Holocaustdenkmal in Tirana

Memoriali i Holokaustit në Tiranë


In der albanischen Hauptstadt Tirana steht seit 2020 ein Holocaustdenkmal. Es erinnert vor allem an die Tatsache, dass die meisten Juden, die während des Krieges in Albanien lebten, durch die albanische Bevölkerung beschützt und nicht an die deutschen Besatzer ausgeliefert wurden.

Geschichte

Juden lebten bereits seit der Antike auf dem Gebiet des heutigen Albanien. Als Albanien zum osmanischen Reich gehörte, gab es im Gegensatz zu den meisten christlichen Ländern Europas kaum nennenswerte Intoleranz oder Verfolgung gegenüber Juden. Dies änderte sich erst im 19. und im frühen 20. Jahrhundert, als es im Zuge von politischen Unruhen auch zu Übergriffen auf Juden kam.
Am Vorabend der italienischen Besatzung Albaniens im April 1939 lebten lediglich einige Hundert Juden in Albanien bei einer Gesamtbevölkerung von etwa einer Million, die größtenteils ländlich geprägt war. Albanien wurde in Italien eingegliedert und stellte eine Kollaborationsregierung. Trotz des Bündnisses zwischen Italien wurden Juden in Albanien – mit Ausnahme des ab 1941 angeschlossenen Kosovos – nicht verfolgt. Als sich die Verfolgung der Juden anderswo in Europa intensivierte, flohen einige tausend Juden nach Albanien, viele in der Hoffnung, Schiffe in Richtung Palästina besteigen zu können.
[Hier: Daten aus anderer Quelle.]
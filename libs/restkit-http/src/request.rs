use crate::config::IDEMPOTENCY_KEY_HEADER;
use crate::error::ApiError;
use bytes::Bytes;
use http::header::{CONTENT_TYPE, HeaderName, HeaderValue};
use http::{HeaderMap, Method, Request};
use http_body_util::Full;
use serde::Serialize;
use url::Url;

/// Request body, serialized once when the descriptor is built
#[derive(Clone, Debug, Default, PartialEq, Eq)]
pub enum RequestBody {
    #[default]
    Empty,
    /// Raw bytes with an optional content type
    Bytes {
        content: Bytes,
        content_type: Option<HeaderValue>,
    },
    /// JSON-serialized body
    Json(Bytes),
}

impl RequestBody {
    fn content(&self) -> Bytes {
        match self {
            Self::Empty => Bytes::new(),
            Self::Bytes { content, .. } | Self::Json(content) => content.clone(),
        }
    }

    fn content_type(&self) -> Option<HeaderValue> {
        match self {
            Self::Empty => None,
            Self::Bytes { content_type, .. } => content_type.clone(),
            Self::Json(_) => Some(HeaderValue::from_static("application/json")),
        }
    }
}

/// One logical REST operation, independent of retries
///
/// Built once by the caller and replayed unchanged by every attempt. The
/// path is resolved against the client's base URL.
///
/// # Example
///
/// ```ignore
/// let create = RequestDescriptor::post("/users")
///     .json(&NewUser { name: "Alice" })?
///     .idempotency_key("7f0c1b9e-...")?;
///
/// let list = RequestDescriptor::get("/users")
///     .query("status", "active")
///     .query("sort", "-created_at");
/// ```
#[derive(Clone, Debug)]
#[must_use]
pub struct RequestDescriptor {
    method: Method,
    path: String,
    query: Vec<(String, String)>,
    headers: HeaderMap,
    body: RequestBody,
}

impl RequestDescriptor {
    pub fn new(method: Method, path: impl Into<String>) -> Self {
        Self {
            method,
            path: path.into(),
            query: Vec::new(),
            headers: HeaderMap::new(),
            body: RequestBody::Empty,
        }
    }

    pub fn get(path: impl Into<String>) -> Self {
        Self::new(Method::GET, path)
    }

    pub fn post(path: impl Into<String>) -> Self {
        Self::new(Method::POST, path)
    }

    pub fn put(path: impl Into<String>) -> Self {
        Self::new(Method::PUT, path)
    }

    pub fn patch(path: impl Into<String>) -> Self {
        Self::new(Method::PATCH, path)
    }

    pub fn delete(path: impl Into<String>) -> Self {
        Self::new(Method::DELETE, path)
    }

    /// Append a query parameter; repeated keys are kept in order
    pub fn query(mut self, key: impl Into<String>, value: impl Into<String>) -> Self {
        self.query.push((key.into(), value.into()));
        self
    }

    /// Set a header, replacing any previous value
    pub fn header(mut self, name: HeaderName, value: HeaderValue) -> Self {
        self.headers.insert(name, value);
        self
    }

    /// Set a header from strings
    ///
    /// # Errors
    /// Returns `ApiError::InvalidHeaderName` or `ApiError::InvalidHeaderValue`
    /// if either part is not a valid HTTP header token.
    pub fn try_header(self, name: &str, value: &str) -> Result<Self, ApiError> {
        let name = HeaderName::from_bytes(name.as_bytes())?;
        let value = HeaderValue::from_str(value)?;
        Ok(self.header(name, value))
    }

    /// Set the caller's own idempotency key
    ///
    /// # Errors
    /// Returns `ApiError::InvalidHeaderValue` if the key is not a valid header value.
    pub fn idempotency_key(self, key: &str) -> Result<Self, ApiError> {
        self.try_header(IDEMPOTENCY_KEY_HEADER, key)
    }

    /// Serialize `body` as the JSON request body
    ///
    /// # Errors
    /// Returns `ApiError::Json` if serialization fails.
    pub fn json<T: Serialize + ?Sized>(mut self, body: &T) -> Result<Self, ApiError> {
        self.body = RequestBody::Json(Bytes::from(serde_json::to_vec(body)?));
        Ok(self)
    }

    /// Use raw bytes as the request body
    pub fn bytes(mut self, content: impl Into<Bytes>, content_type: Option<HeaderValue>) -> Self {
        self.body = RequestBody::Bytes {
            content: content.into(),
            content_type,
        };
        self
    }

    #[must_use]
    pub fn method(&self) -> &Method {
        &self.method
    }

    #[must_use]
    pub fn path(&self) -> &str {
        &self.path
    }

    #[must_use]
    pub fn query_pairs(&self) -> &[(String, String)] {
        &self.query
    }

    #[must_use]
    pub fn headers(&self) -> &HeaderMap {
        &self.headers
    }

    #[must_use]
    pub fn body(&self) -> &RequestBody {
        &self.body
    }

    #[must_use]
    pub fn has_idempotency_key(&self) -> bool {
        self.headers.contains_key(IDEMPOTENCY_KEY_HEADER)
    }

    /// Resolve path and query against `base_url`
    ///
    /// # Errors
    /// Returns `ApiError::InvalidUri` if the path does not parse, or resolves
    /// to a different origin than the base URL.
    pub fn resolve_url(&self, base_url: &Url) -> Result<Url, ApiError> {
        let relative = self.path.trim_start_matches('/');
        let mut url = base_url
            .join(relative)
            .map_err(|e| ApiError::InvalidUri {
                url: self.path.clone(),
                reason: e.to_string(),
            })?;

        if url.origin() != base_url.origin() {
            return Err(ApiError::InvalidUri {
                url: self.path.clone(),
                reason: "path must be relative to the base URL".to_owned(),
            });
        }

        if !self.query.is_empty() {
            url.query_pairs_mut().extend_pairs(
                self.query
                    .iter()
                    .map(|(key, value)| (key.as_str(), value.as_str())),
            );
        }
        Ok(url)
    }

    /// Build the wire request for one attempt
    ///
    /// # Errors
    /// Returns `ApiError::InvalidUri` if the URL cannot be resolved.
    pub fn to_http_request(&self, base_url: &Url) -> Result<Request<Full<Bytes>>, ApiError> {
        let url = self.resolve_url(base_url)?;
        let uri = url
            .as_str()
            .parse::<http::Uri>()
            .map_err(|e| ApiError::InvalidUri {
                url: url.to_string(),
                reason: e.to_string(),
            })?;

        let mut request = Request::new(Full::new(self.body.content()));
        *request.method_mut() = self.method.clone();
        *request.uri_mut() = uri;
        *request.headers_mut() = self.headers.clone();

        if let Some(content_type) = self.body.content_type()
            && !request.headers().contains_key(CONTENT_TYPE)
        {
            request.headers_mut().insert(CONTENT_TYPE, content_type);
        }
        Ok(request)
    }

    /// Insert a header only if the caller did not set it
    pub fn with_header_if_absent(mut self, name: HeaderName, value: HeaderValue) -> Self {
        if !self.headers.contains_key(&name) {
            self.headers.insert(name, value);
        }
        self
    }
}

/// Parse and normalize a base URL
///
/// The result always ends with `/`, so relative paths are appended to the
/// base path instead of replacing its last segment. Query and fragment are
/// dropped.
///
/// # Errors
/// Returns `ApiError::InvalidUri` if the URL does not parse or has no host.
pub fn parse_base_url(raw: &str) -> Result<Url, ApiError> {
    let mut url = Url::parse(raw.trim()).map_err(|e| ApiError::InvalidUri {
        url: raw.to_owned(),
        reason: e.to_string(),
    })?;

    if url.cannot_be_a_base() || url.host_str().is_none() {
        return Err(ApiError::InvalidUri {
            url: raw.to_owned(),
            reason: "base URL must have a host".to_owned(),
        });
    }

    if !url.path().ends_with('/') {
        let path = format!("{}/", url.path());
        url.set_path(&path);
    }
    url.set_query(None);
    url.set_fragment(None);
    Ok(url)
}
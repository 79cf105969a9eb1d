#![cfg_attr(coverage_nightly, feature(coverage_attribute))]
#![warn(warnings)]

//! Request execution core for REST API clients
//!
//! This crate turns a [`RequestDescriptor`] into a completed exchange:
//! - Automatic retries with exponential backoff and jitter, honouring
//!   `Retry-After` and `RateLimit` headers
//! - Typed error taxonomy for non-2xx responses, with RFC 9457 problem
//!   details parsed from the body
//! - Optional automatic `Idempotency-Key` headers so writes can be retried
//! - Total deadline and caller cancellation across all attempts
//! - Lazy offset/limit pagination as a `Stream` of items
//!
//! The transport is a hyper client over rustls (HTTPS only by default) with
//! connection pooling, a per-attempt timeout and transparent response
//! decompression. The executor is generic over any tower service, so tests
//! can substitute an in-memory transport.
//!
//! # Example
//!
//! ```ignore
//! use restkit_http::{RequestDescriptor, RestClient};
//! use std::time::Duration;
//!
//! let client = RestClient::builder()
//!     .base_url("https://api.example.com/v2")
//!     .timeout(Duration::from_secs(10))
//!     .auto_idempotency_keys(true)
//!     .build()?;
//!
//! let user: User = client
//!     .execute(&RequestDescriptor::get("/users/42"))
//!     .await?
//!     .json()?;
//! ```

mod backoff;
mod builder;
mod classify;
mod config;
mod error;
mod executor;
mod idempotency;
mod layers;
mod pager;
mod request;
mod response;
mod transport;

pub use builder::ClientBuilder;
pub use classify::{RateLimitInfo, classify, parse_retry_after, request_id};
pub use config::{
    ClientConfig, DEFAULT_USER_AGENT, ExponentialBackoff, IDEMPOTENCY_KEY_HEADER,
    PaginationConfig, RETRY_ATTEMPT_HEADER, RetryConfig, TlsRootConfig, TransportSecurity,
    is_idempotent_method,
};
pub use error::{ApiError, ErrorKind, StatusDetails};
pub use executor::{
    ItemStream, PageFetcher, PageFuture, RequestExecutor, RestClient, RetryDecision, decide,
};
pub use idempotency::attach as attach_idempotency_key;
pub use layers::{DefaultHeadersLayer, DefaultHeadersService};
pub use pager::{OffsetPager, Page, PageRequest};
pub use request::{RequestBody, RequestDescriptor, parse_base_url};
pub use response::{ApiResponse, ERROR_BODY_PREVIEW_LIMIT, ResponseBody};
pub use restkit_errors::{InvalidParameter, Problem, ProblemBody};
pub use transport::{Transport, build_transport};
//! Error body types for the restkit client
//!
//! This crate provides pure data types for the error bodies a REST service
//! returns, with no dependencies on an HTTP stack. It includes:
//! - RFC 9457 Problem Details (`Problem`)
//! - Per-field validation failures (`InvalidParameter`)
//! - A narrow parse result for untrusted bodies (`ProblemBody`)
#![cfg_attr(coverage_nightly, feature(coverage_attribute))]

pub mod problem;

pub use problem::{InvalidParameter, Problem, ProblemBody, TEXT_PREVIEW_LIMIT};
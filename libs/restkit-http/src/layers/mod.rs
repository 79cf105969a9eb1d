//! Tower layers for the transport stack
//!
//! - [`DefaultHeadersLayer`] - Adds User-Agent and client-wide static headers

mod default_headers;

pub use default_headers::{DefaultHeadersLayer, DefaultHeadersService};
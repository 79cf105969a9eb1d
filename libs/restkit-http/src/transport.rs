//! Hyper-based transport: one HTTP exchange per call, no retries
//!
//! Stack (outer to inner):
//!   `Timeout → DefaultHeaders → Decompression → hyper_client`
//!
//! Every HTTP status is a successful response at this level; `Err` is only
//! returned for transport failures and per-attempt timeouts. Retries,
//! classification and deadlines live in [`crate::RequestExecutor`].

use crate::config::{ClientConfig, TlsRootConfig, TransportSecurity};
use crate::error::ApiError;
use crate::layers::DefaultHeadersLayer;
use crate::response::ResponseBody;
use bytes::Bytes;
use http::header::{HeaderName, HeaderValue};
use http::{Request, Response};
use http_body_util::{BodyExt, Full};
use hyper_rustls::HttpsConnector;
use hyper_util::client::legacy::Client;
use hyper_util::client::legacy::connect::HttpConnector;
use hyper_util::rt::{TokioExecutor, TokioTimer};
use std::sync::Arc;
use std::time::Duration;
use tower::timeout::TimeoutLayer;
use tower::util::BoxCloneSyncService;
use tower::{ServiceBuilder, ServiceExt};
use tower_http::decompression::DecompressionLayer;

/// Type-erased transport service; cheap to clone, shares the connection pool
pub type Transport = BoxCloneSyncService<Request<Full<Bytes>>, Response<ResponseBody>, ApiError>;

/// Build the hyper transport described by `config`
///
/// # Errors
/// Returns `ApiError::Tls` if TLS initialization fails, or
/// `ApiError::InvalidHeaderValue` if the user agent is not a valid header value.
pub fn build_transport(
    config: &ClientConfig,
    default_headers: Vec<(HeaderName, HeaderValue)>,
) -> Result<Transport, ApiError> {
    let timeout = config.request_timeout;
    let https = build_https_connector(config.tls_roots, config.transport)?;

    // pool_timer is required for pool_idle_timeout to take effect
    let mut client_builder = Client::builder(TokioExecutor::new());
    client_builder
        .pool_timer(TokioTimer::new())
        .pool_max_idle_per_host(config.pool_max_idle_per_host)
        .http2_only(false);
    if let Some(idle_timeout) = config.pool_idle_timeout {
        client_builder.pool_idle_timeout(idle_timeout);
    }
    let hyper_client = client_builder.build::<_, Full<Bytes>>(https);

    let headers_layer = DefaultHeadersLayer::try_new(&config.user_agent, default_headers)?;

    let service = ServiceBuilder::new()
        .layer(TimeoutLayer::new(timeout))
        .layer(headers_layer)
        .layer(DecompressionLayer::new())
        .service(hyper_client)
        .map_response(map_decompression_response)
        .map_err(move |e: tower::BoxError| map_tower_error(e, timeout));

    Ok(BoxCloneSyncService::new(service))
}

/// Map tower errors to `ApiError` with the actual timeout duration
fn map_tower_error(err: tower::BoxError, timeout: Duration) -> ApiError {
    if err.is::<tower::timeout::error::Elapsed>() {
        return ApiError::Timeout(timeout);
    }

    match err.downcast::<ApiError>() {
        Ok(api_err) => *api_err,
        Err(other) => ApiError::Network(other),
    }
}

/// Convert `Response<DecompressionBody<Incoming>>` to `Response<ResponseBody>`
fn map_decompression_response<B>(response: Response<B>) -> Response<ResponseBody>
where
    B: hyper::body::Body<Data = Bytes> + Send + Sync + 'static,
    B::Error: Into<Box<dyn std::error::Error + Send + Sync>>,
{
    let (parts, body) = response.into_parts();
    let boxed_body: ResponseBody = body.map_err(Into::into).boxed();
    Response::from_parts(parts, boxed_body)
}

/// Use the process-wide default crypto provider if one is installed,
/// otherwise aws-lc-rs (without installing it globally).
fn crypto_provider() -> Arc<rustls::crypto::CryptoProvider> {
    rustls::crypto::CryptoProvider::get_default()
        .cloned()
        .unwrap_or_else(|| Arc::new(rustls::crypto::aws_lc_rs::default_provider()))
}

/// Build the HTTPS connector; ALPN advertises both h2 and http/1.1.
fn build_https_connector(
    tls_roots: TlsRootConfig,
    transport: TransportSecurity,
) -> Result<HttpsConnector<HttpConnector>, ApiError> {
    let provider = crypto_provider();
    let builder = match tls_roots {
        TlsRootConfig::WebPki => hyper_rustls::HttpsConnectorBuilder::new()
            .with_provider_and_webpki_roots(provider)
            .map_err(|e| ApiError::Tls(Box::new(e)))?,
        TlsRootConfig::Native => hyper_rustls::HttpsConnectorBuilder::new()
            .with_provider_and_native_roots(provider)
            .map_err(|e| ApiError::Tls(Box::new(e)))?,
    };

    let connector = match transport {
        TransportSecurity::AllowInsecureHttp => {
            builder.https_or_http().enable_all_versions().build()
        }
        TransportSecurity::TlsOnly => builder.https_only().enable_all_versions().build(),
    };
    Ok(connector)
}

#[cfg(test)]
#[cfg_attr(coverage_nightly, coverage(off))]
mod tests {
    use super::*;

    #[test]
    fn test_map_tower_error_preserves_api_error() {
        let err: tower::BoxError = Box::new(ApiError::Cancelled);
        assert!(matches!(
            map_tower_error(err, Duration::from_secs(1)),
            ApiError::Cancelled
        ));
    }

    #[test]
    fn test_map_tower_error_other_is_network() {
        let err: tower::BoxError = "connection refused".into();
        let mapped = map_tower_error(err, Duration::from_secs(1));
        assert!(matches!(mapped, ApiError::Network(ref e) if e.to_string() == "connection refused"));
    }

    #[tokio::test]
    async fn test_build_transport_with_webpki_roots() {
        let config = ClientConfig::for_testing("http://127.0.0.1:1");
        assert!(build_transport(&config, Vec::new()).is_ok());
    }

    #[tokio::test]
    async fn test_build_transport_rejects_bad_user_agent() {
        let config = ClientConfig {
            user_agent: "bad\nagent".to_owned(),
            ..ClientConfig::for_testing("http://127.0.0.1:1")
        };
        assert!(matches!(
            build_transport(&config, Vec::new()),
            Err(ApiError::InvalidHeaderValue(_))
        ));
    }
}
Nachdem es in Italien im September 1943 zu einem Machtwechsel gekommen und der faschistische Diktator Mussolini abgesetzt worden war, wurde Albanien von der deutschen Wehrmacht besetzt. Juden flohen aus den Städten in ländliche Gebiete, wo die meisten von ihnen bei albanischen Familien Zuflucht fanden. Dabei spielte die albanische Tradition des »Besa« (wörtlich: »ein Versprechen halten«), der Fremden Schutz bietet, eine entscheidende Rolle. Auch die albanische Kollaborationsregierung weigerte sich, den Deutschen Listen mit den Namen der im Land lebenden Juden zu übergeben. Zudem wuchs der albanische Widerstand, der bald die militärischen Ressourcen der Deutschen band. Somit waren die deutschen Pläne, die Juden aus Albanien zu deportieren, zum Scheitern verurteilt. Während der deutschen Besatzung wurden lediglich zwei jüdische Familien aus Albanien in deutsche Konzentrationslager verschleppt.

Opfergruppen

Auf dem Gebiet des heutigen Albanien haben sich während der deutschen Besatzung nach unterschiedlichen Angaben zwischen 600 und 1.800 Juden verstecken können. Sie wurden von der örtlichen Bevölkerung geschützt. Lediglich zwei jüdische Familien wurden während der deutschen Besatzung deportiert.
Die Situation im Kosovo, der zu dieser Zeit ebenfalls zu Albanien gehörte, war anders: dort waren Einheiten der SS-Division Skanderbeg, die sich aus lokalen Albanern rekrutierte, an der Auslieferung von hunderten Juden an die Nationalsozialisten beteiligt. Viele von ihnen wurden anschließend ermordet.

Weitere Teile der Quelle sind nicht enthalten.